OXGENE has also developed XLenti™ stable clonal packaging and producer cell lines offer easy scale up, reduced cost of goods and reduced process complexity. The company’s cloning and engineering services allow customers to customize and optimize plasmids for expression of a gene of interest, while its process development services optimize for preclinical lentiviral manufacture in its ISO:9001 accredited lab, manufacturing up to 10L scale before assisting technology transfer to customers’ own facilities or contract manufacturing organization.

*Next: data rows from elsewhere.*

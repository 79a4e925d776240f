//! End-to-end coverage of the pool/request/solver/transaction pipeline,
//! exercising the scenarios a dependency resolver has to get right: a
//! trivial install, a genuine version conflict, update propagation,
//! provide/replace substitution, branch aliasing, and removal with a
//! reverse dependency.

use super::*;
use crate::package::{AliasPackage, Package};

fn pkg(name: &str, version: &str) -> Package {
    Package::new(name, version)
}

fn pkg_requiring(name: &str, version: &str, requires: &[(&str, &str)]) -> Package {
    let mut p = Package::new(name, version);
    for (dep, constraint) in requires {
        p.require.insert((*dep).to_string(), (*constraint).to_string());
    }
    p
}

// S1: installing a package with no dependencies pulls in nothing else.
#[test]
fn s1_trivial_install_installs_exactly_the_requested_package() {
    let mut pool = Pool::new();
    let a = pool.add_package_from_repo(pkg("vendor/a", "1.0.0.0"), 0);

    let mut request = Request::new();
    request.require("vendor/a", "^1.0");

    let policy = Policy::new();
    let result = Solver::new(&pool, &policy).solve(&request).expect("solvable");

    assert_eq!(result.installed, vec![a]);

    let tx = Transaction::from_solver_result(&pool, &[], &result.installed);
    let installed: Vec<&str> = tx.new_installs().map(|p| p.name()).collect();
    assert_eq!(installed, vec!["vendor/a"]);
}

// S2: two packages requiring disjoint version ranges of a shared dependency
// cannot both be satisfied - the solver must report UNSAT, not silently pick one.
#[test]
fn s2_incompatible_transitive_requirements_are_unsatisfiable() {
    let mut pool = Pool::new();
    pool.add_package_from_repo(pkg_requiring("vendor/a", "1.0.0.0", &[("vendor/shared", "^1.0")]), 0);
    pool.add_package_from_repo(pkg_requiring("vendor/b", "1.0.0.0", &[("vendor/shared", "^2.0")]), 0);
    pool.add_package_from_repo(pkg("vendor/shared", "1.0.0.0"), 0);
    pool.add_package_from_repo(pkg("vendor/shared", "2.0.0.0"), 0);

    let mut request = Request::new();
    request.require("vendor/a", "^1.0");
    request.require("vendor/b", "^1.0");

    let policy = Policy::new();
    let err = Solver::new(&pool, &policy).solve(&request).expect_err("must be unsatisfiable");
    assert!(!err.is_empty());
    assert!(err.to_string().contains("could not be resolved"));
}

// S3: an update job on an already-locked package should move it to the
// newest version the policy prefers, generating an Update operation rather
// than an Install/Uninstall pair.
#[test]
fn s3_update_job_moves_locked_package_to_newest_version() {
    let mut pool = Pool::new();
    pool.add_package_from_repo(pkg("vendor/a", "1.0.0.0"), 0);
    let newest = pool.add_package_from_repo(pkg("vendor/a", "2.0.0.0"), 0);

    let mut request = Request::new();
    let locked = pkg("vendor/a", "1.0.0.0");
    request.lock(locked.clone());
    request.require("vendor/a", "*");
    request.update_package("vendor/a");

    let policy = Policy::new();
    let result = Solver::new(&pool, &policy).solve(&request).expect("solvable");

    assert_eq!(result.installed, vec![newest]);

    let present = vec![std::sync::Arc::new(locked)];
    let tx = Transaction::from_packages(
        present,
        result.installed.iter().map(|&id| pool.package(id)).collect(),
        Vec::new(),
    );
    let updates: Vec<_> = tx.updates().collect();
    assert_eq!(updates.len(), 1);
    assert_eq!(updates[0].1.version(), "2.0.0.0");
}

// S4: a requirement satisfied only through a `provide` entry of another
// package must pull that provider in, not fail to resolve.
#[test]
fn s4_provide_entry_satisfies_an_unrelated_requirement() {
    let mut pool = Pool::new();
    let consumer = pool.add_package_from_repo(pkg_requiring("vendor/app", "1.0.0.0", &[("psr/log-implementation", "1.0")]), 0);
    let mut provider = pkg("vendor/logger", "1.0.0.0");
    provider.provide.insert("psr/log-implementation".to_string(), "1.0.0".to_string());
    let provider_id = pool.add_package_from_repo(provider, 0);

    let mut request = Request::new();
    request.require("vendor/app", "^1.0");

    let policy = Policy::new();
    let result = Solver::new(&pool, &policy).solve(&request).expect("solvable");

    assert!(result.installed.contains(&consumer));
    assert!(result.installed.contains(&provider_id));
}

// S5: a branch alias binds both directions - installing the alias installs
// the underlying package, and satisfying a requirement against the alias
// version is equivalent to satisfying it against the real package.
#[test]
fn s5_alias_binds_target_and_requirement_together() {
    let mut pool = Pool::new();
    let target = pool.add_package_from_repo(pkg("vendor/lib", "dev-main"), 0);
    let underlying = pool.package(target);
    let alias_pkg = AliasPackage::new(underlying, "1.1.x-dev".to_string(), "1.1.x-dev".to_string());
    let alias_id = pool.add_alias(alias_pkg, target);

    pool.add_package_from_repo(pkg_requiring("vendor/app", "1.0.0.0", &[("vendor/lib", "^1.1@dev")]), 0);

    let mut request = Request::new();
    request.require("vendor/app", "^1.0");

    let policy = Policy::new();
    let result = Solver::new(&pool, &policy).solve(&request).expect("solvable");

    assert!(result.installed.contains(&target), "aliasing an id must also install its target");
    let _ = alias_id;
}

// S6: removing a package that something else still requires must fail
// (reported as unsatisfiable), not silently drop the dependent too.
#[test]
fn s6_remove_with_live_reverse_dependency_is_unsatisfiable() {
    let mut pool = Pool::new();
    pool.add_package_from_repo(pkg_requiring("vendor/app", "1.0.0.0", &[("vendor/lib", "^1.0")]), 0);
    pool.add_package_from_repo(pkg("vendor/lib", "1.0.0.0"), 0);

    let mut request = Request::new();
    request.require("vendor/app", "^1.0");
    request.remove("vendor/lib");

    let policy = Policy::new();
    assert!(Solver::new(&pool, &policy).solve(&request).is_err());
}

// Invariant: removing a package that nothing requires succeeds cleanly and
// produces exactly one Uninstall operation.
#[test]
fn remove_with_no_reverse_dependency_succeeds() {
    let mut pool = Pool::new();
    pool.add_package_from_repo(pkg("vendor/lib", "1.0.0.0"), 0);

    let mut request = Request::new();
    let locked = pkg("vendor/lib", "1.0.0.0");
    request.lock(locked.clone());
    request.remove("vendor/lib");

    let policy = Policy::new();
    let result = Solver::new(&pool, &policy).solve(&request).expect("solvable");
    assert!(result.installed.is_empty());

    let present = vec![std::sync::Arc::new(locked)];
    let tx = Transaction::from_packages(present, Vec::new(), Vec::new());
    assert_eq!(tx.removals().count(), 1);
}

// Invariant: two solves over the same pool and request produce identical
// operation lists - the solver's decisions don't depend on anything but its inputs.
#[test]
fn solving_twice_is_deterministic() {
    let mut pool = Pool::new();
    pool.add_package_from_repo(pkg_requiring("vendor/a", "1.0.0.0", &[("vendor/b", "^1.0"), ("vendor/c", "^1.0")]), 0);
    pool.add_package_from_repo(pkg("vendor/b", "1.0.0.0"), 0);
    pool.add_package_from_repo(pkg("vendor/c", "1.0.0.0"), 0);
    pool.add_package_from_repo(pkg("vendor/c", "1.1.0.0"), 0);

    let mut request = Request::new();
    request.require("vendor/a", "^1.0");

    let policy = Policy::new();
    let solver = Solver::new(&pool, &policy);

    let first = solver.solve(&request).expect("solvable").installed;
    let second = solver.solve(&request).expect("solvable").installed;
    assert_eq!(first, second);
}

From its inception, OXGENE has raised $26.6 million from investors, including Mercia Asset Management, Invesco and Canaccord Genuity Wealth Management. The three firms owned more than 80% of the company before the acquisition.
Mercia, a regionally focused specialist asset manager with £872 million ($1.2 billion) in assets under management, will receive its largest cash exit to date—£30.7 million (about $42.9 million)—for selling its 32.1% direct holding in OXGENE. Mercia first invested in the company in July 2013 through its third-party managed enterprise investment scheme (EIS) funds, and began direct investment in December 2015, raising its stake to £6.1 million ($8.5 million).
“It was the right time to either make a significant change to the shareholder base or look to be acquired as a business,” Cawood said. “Market dynamics and the various needs within the cell and gene therapy industry meant that this was more likely to happen, right now, but I think for us as a business, it was also just the right time to do it.”
Culling the Field
Within cell and gene therapy, as with other biopharma specialties, growth in recent years has fueled ongoing consolidation of smaller service providers into larger ones.
- Charles River Laboratories last month agreed to acquire Cognate BioServices, a cell and gene therapy contract development and manufacturing organization (CDMO), for approximately $875 million cash. At the time, Charles River said the addressable market for Cognate’s CDMO services, primarily cell therapy and plasmid production, is approximately $1.5 billion and was expected to grow at least 25% annually over the next five years.
- HemaCare: In a deal completed January 3, Charles River agreed to expand its presence in cell therapy by acquiring HemaCare for $380 million.
- Catalent last year bought MaSTher-Cell, a Gosselies, Belgium-based CDMO also focused on cell and gene therapy, from Orgenesis, which received proceeds of approximately $127 million from the $315 million transaction. Catalent expanded into gene therapy in 2019, when it shelled out $1.2 billion to acquire Paragon Bioservices (since renamed Catalent Cell & Gene Therapy).
- Among broader contract research organizations (CROs) serving biopharma, ICON last week agreed to acquire PRA Health Sciences for approximately $12 billion in cash and stock. ICON’s workforce—approximately 16,000 employees as of December 31, 2020—includes more than 400 cell and gene therapy professionals focused on optimizing clinical trials from site selection to study startup through execution, with expertise that includes project management, clinical services, product-specific logistics solutions, data flow, regulatory strategy, and central laboratory services.